But like the fact that NFL teams can’t pry Bill Belichick away from New England, you can get the next best thing in their protegees. And Peter Wilt’s protegee is NWSL executive Alyse LaHue.

LaHue started her career in sports management as an intern for Wilt with the Chicago Red Stars back when the team was first created for the WPS back in 2007.

Since then she has risen through the ranks and taken everything she’s learned about the way Wilt dealt with supporters to heart. After the dissolution of the WPS, she helped the Red Stars survive and make it to the other side in the NWSL until finally stepping down in 2016.

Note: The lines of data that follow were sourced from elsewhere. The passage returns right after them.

//! # Scanline decoding
//!
//! One row at a time, either as a sequence of alternating white and black
//! runs (1D, modified Huffman) or relative to the row above (2D, modified
//! READ). Black runs are painted into the packed output row, and every
//! change of color is recorded on the coding line for the next row.

use displaydoc::Display;
use log::trace;
use thiserror::Error;

use crate::{
    bitmap::fill_black,
    bits::BitCursor,
    session::ChangingLine,
    tables::{self, Mode, RunCode, RunEntry},
    Color,
};

/// Why a row ended before reaching its width
#[derive(Debug, Display, Error, Copy, Clone, PartialEq, Eq)]
pub(crate) enum RowError {
    /// invalid code at bit {0}
    InvalidCode(usize),
    /// EOL at bit {0} within the row
    UnexpectedEol(usize),
    /// run at bit {0} extends past the end of the row
    Overrun(usize),
}

fn lookup(cursor: &mut BitCursor, table: &[RunEntry], bits: u8) -> RunEntry {
    let entry = table[cursor.read(bits) as usize];
    cursor.rewind(usize::from(bits - entry.bits));
    entry
}

fn black_entry(cursor: &mut BitCursor) -> RunEntry {
    let entry = lookup(cursor, &tables::BLACK_SHORT, tables::BLACK_SHORT_BITS);
    match entry.code {
        RunCode::LongBlack => lookup(cursor, &tables::BLACK_LONG, tables::BLACK_LONG_BITS),
        RunCode::ShortBlack => lookup(cursor, &tables::BLACK_TAIL, tables::BLACK_TAIL_BITS),
        _ => entry,
    }
}

/// Read the makeup and terminating codes of one run
///
/// On an EOL or invalid code, the cursor is left at the start of it.
pub(crate) fn read_run(cursor: &mut BitCursor, color: Color) -> Result<usize, RowError> {
    let mut total = 0;
    loop {
        let at = cursor.position();
        let entry = match color {
            Color::White => lookup(cursor, &tables::WHITE, tables::WHITE_BITS),
            Color::Black => black_entry(cursor),
        };
        match entry.code {
            RunCode::Terminating(len) => return Ok(total + usize::from(len)),
            RunCode::Makeup(len) => total += usize::from(len),
            RunCode::ExtendedMakeup => {
                match lookup(cursor, &tables::EXTENDED, tables::EXTENDED_BITS).code {
                    RunCode::Makeup(len) => total += usize::from(len),
                    _ => {
                        cursor.rewind(cursor.position() - at);
                        return Err(RowError::InvalidCode(at));
                    }
                }
            }
            RunCode::Eol => {
                cursor.rewind(cursor.position() - at);
                return Err(RowError::UnexpectedEol(at));
            }
            RunCode::Invalid | RunCode::LongBlack | RunCode::ShortBlack => {
                cursor.rewind(cursor.position() - at);
                return Err(RowError::InvalidCode(at));
            }
        }
    }
}

/// Position and color within the row that is being decoded
#[derive(Debug)]
pub(crate) struct RowCoder {
    width: usize,
    /// The last decided column, `None` before the start of the row
    a0: Option<usize>,
    color: Color,
    /// Where the last `b1` was found on the reference line
    hint: usize,
}

impl RowCoder {
    pub fn new(width: usize) -> Self {
        Self {
            width,
            a0: None,
            color: Color::White,
            hint: 0,
        }
    }

    /// First pixel that has not been decoded
    fn pos(&self) -> usize {
        self.a0.unwrap_or(0)
    }

    pub fn is_done(&self) -> bool {
        self.pos() >= self.width
    }

    /// Paint `len` pixels in the current color; false if that overruns
    fn paint(&mut self, row: &mut [u8], len: usize) -> bool {
        let pos = self.pos();
        let end = pos.saturating_add(len);
        if self.color == Color::Black {
            fill_black(row, pos, len.min(self.width - pos));
        }
        self.a0 = Some(end.min(self.width));
        end <= self.width
    }

    /// Paint up to `end`, then switch to the other color
    fn change_at(&mut self, line: &mut ChangingLine, row: &mut [u8], end: usize) {
        let len = end.saturating_sub(self.pos());
        self.paint(row, len);
        line.push(self.pos());
        self.color.invert();
    }

    /// Decode one run in the current color
    fn run(
        &mut self,
        cursor: &mut BitCursor,
        line: &mut ChangingLine,
        row: &mut [u8],
    ) -> Result<(), RowError> {
        let at = cursor.position();
        let len = read_run(cursor, self.color)?;
        let fits = self.paint(row, len);
        line.push(self.pos());
        self.color.invert();
        if fits {
            Ok(())
        } else {
            Err(RowError::Overrun(at))
        }
    }

    /// Close the coding line so that it matches what was painted
    pub fn finish(&self, line: &mut ChangingLine) {
        let pos = self.pos();
        if pos < self.width {
            if self.color == Color::Black {
                line.push_end(pos);
            }
            line.push_end(self.width);
        }
        line.push_end(self.width);
    }

    /// Decode a row of alternating white and black runs
    pub fn decode_1d(
        &mut self,
        cursor: &mut BitCursor,
        line: &mut ChangingLine,
        row: &mut [u8],
    ) -> Result<(), RowError> {
        while !self.is_done() {
            self.run(cursor, line, row)?;
        }
        Ok(())
    }

    /// Decode a row relative to the `reference` line
    pub fn decode_2d(
        &mut self,
        cursor: &mut BitCursor,
        reference: &[usize],
        line: &mut ChangingLine,
        row: &mut [u8],
    ) -> Result<(), RowError> {
        while !self.is_done() {
            self.step(cursor, reference, line, row)?;
        }
        Ok(())
    }

    /// Find `b1`, the first change on the reference line after `a0` to the
    /// opposite of the current color, and `b2`, the change after that
    fn changing_elements(&mut self, reference: &[usize]) -> (usize, usize) {
        let parity = match self.color {
            Color::White => 0,
            Color::Black => 1,
        };
        let mut i = self.hint.saturating_sub(1) & !1 | parity;
        while let Some(&b1) = reference.get(i) {
            if self.a0.map_or(true, |a0| b1 > a0) {
                self.hint = i;
                let b2 = reference.get(i + 1).copied().unwrap_or(self.width);
                return (b1, b2);
            }
            i += 2;
        }
        (self.width, self.width)
    }

    /// Decode one mode code and what follows it
    pub fn step(
        &mut self,
        cursor: &mut BitCursor,
        reference: &[usize],
        line: &mut ChangingLine,
        row: &mut [u8],
    ) -> Result<(), RowError> {
        let at = cursor.position();
        let (b1, b2) = self.changing_elements(reference);
        let entry = tables::MODES[cursor.read(tables::MODE_BITS) as usize];
        cursor.rewind(usize::from(tables::MODE_BITS - entry.bits));
        trace!("{:?} at a0={:?} b1={} b2={}", entry.mode, self.a0, b1, b2);

        match entry.mode {
            Mode::Pass => {
                let len = b2.min(self.width).saturating_sub(self.pos());
                self.paint(row, len);
            }
            Mode::Horizontal => {
                self.run(cursor, line, row)?;
                self.run(cursor, line, row)?;
            }
            Mode::Vertical(offset) => {
                let a1 = b1
                    .checked_add_signed(isize::from(offset))
                    .filter(|a1| *a1 >= self.pos())
                    .ok_or(RowError::InvalidCode(at))?;
                self.change_at(line, row, a1.min(self.width));
            }
            Mode::Extension => self.uncompressed(cursor, line, row, at)?,
            Mode::Invalid => return Err(RowError::InvalidCode(at)),
        }
        Ok(())
    }

    /// Decode uncompressed mode, up to and including its exit code
    fn uncompressed(
        &mut self,
        cursor: &mut BitCursor,
        line: &mut ChangingLine,
        row: &mut [u8],
        at: usize,
    ) -> Result<(), RowError> {
        if cursor.read(3) != 0b111 {
            cursor.rewind(cursor.position() - at);
            return Err(RowError::InvalidCode(at));
        }
        loop {
            let mut zeros = 0;
            while cursor.read(1) == 0 {
                zeros += 1;
                if zeros > 10 {
                    return Err(RowError::InvalidCode(at));
                }
            }
            match zeros {
                0..=4 => {
                    self.literal(line, row, Color::White, zeros);
                    self.literal(line, row, Color::Black, 1);
                }
                5 => self.literal(line, row, Color::White, 5),
                _ => {
                    self.literal(line, row, Color::White, zeros - 6);
                    let next = Color::from(cursor.read(1) == 1);
                    if next != self.color {
                        line.push(self.pos());
                        self.color = next;
                    }
                    return Ok(());
                }
            }
        }
    }

    fn literal(&mut self, line: &mut ChangingLine, row: &mut [u8], color: Color, count: usize) {
        if count == 0 {
            return;
        }
        if color != self.color {
            line.push(self.pos());
            self.color = color;
        }
        self.paint(row, count);
    }
}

But her biggest, and ongoing challenge, is one that seems fairly similar to the struggle that faces the Chicago Fire. Alyse LaHue was hired as the vice-president of Sky Blue FC in 2018 and eventually became GM the following year. The team she arrived to was one in absolute shambles, with players who did not want to play in New Jersey and a fan base that was in open revolt against the club. In just three years, she’s taken Sky Blue from the gutters to being one of the prime destinations in the league.

The problem is that it would be incredibly difficult to convince LaHue to come over to the men’s side of the game, with her commitment to growing the women’s game wherever she can. But that doesn’t mean that it’s not worth the contact. Her miracle work with Sky Blue FC and historical connections to the Chicago soccer make her an incredible candidate uniquely qualified for the situation the Chicago Fire are currently in.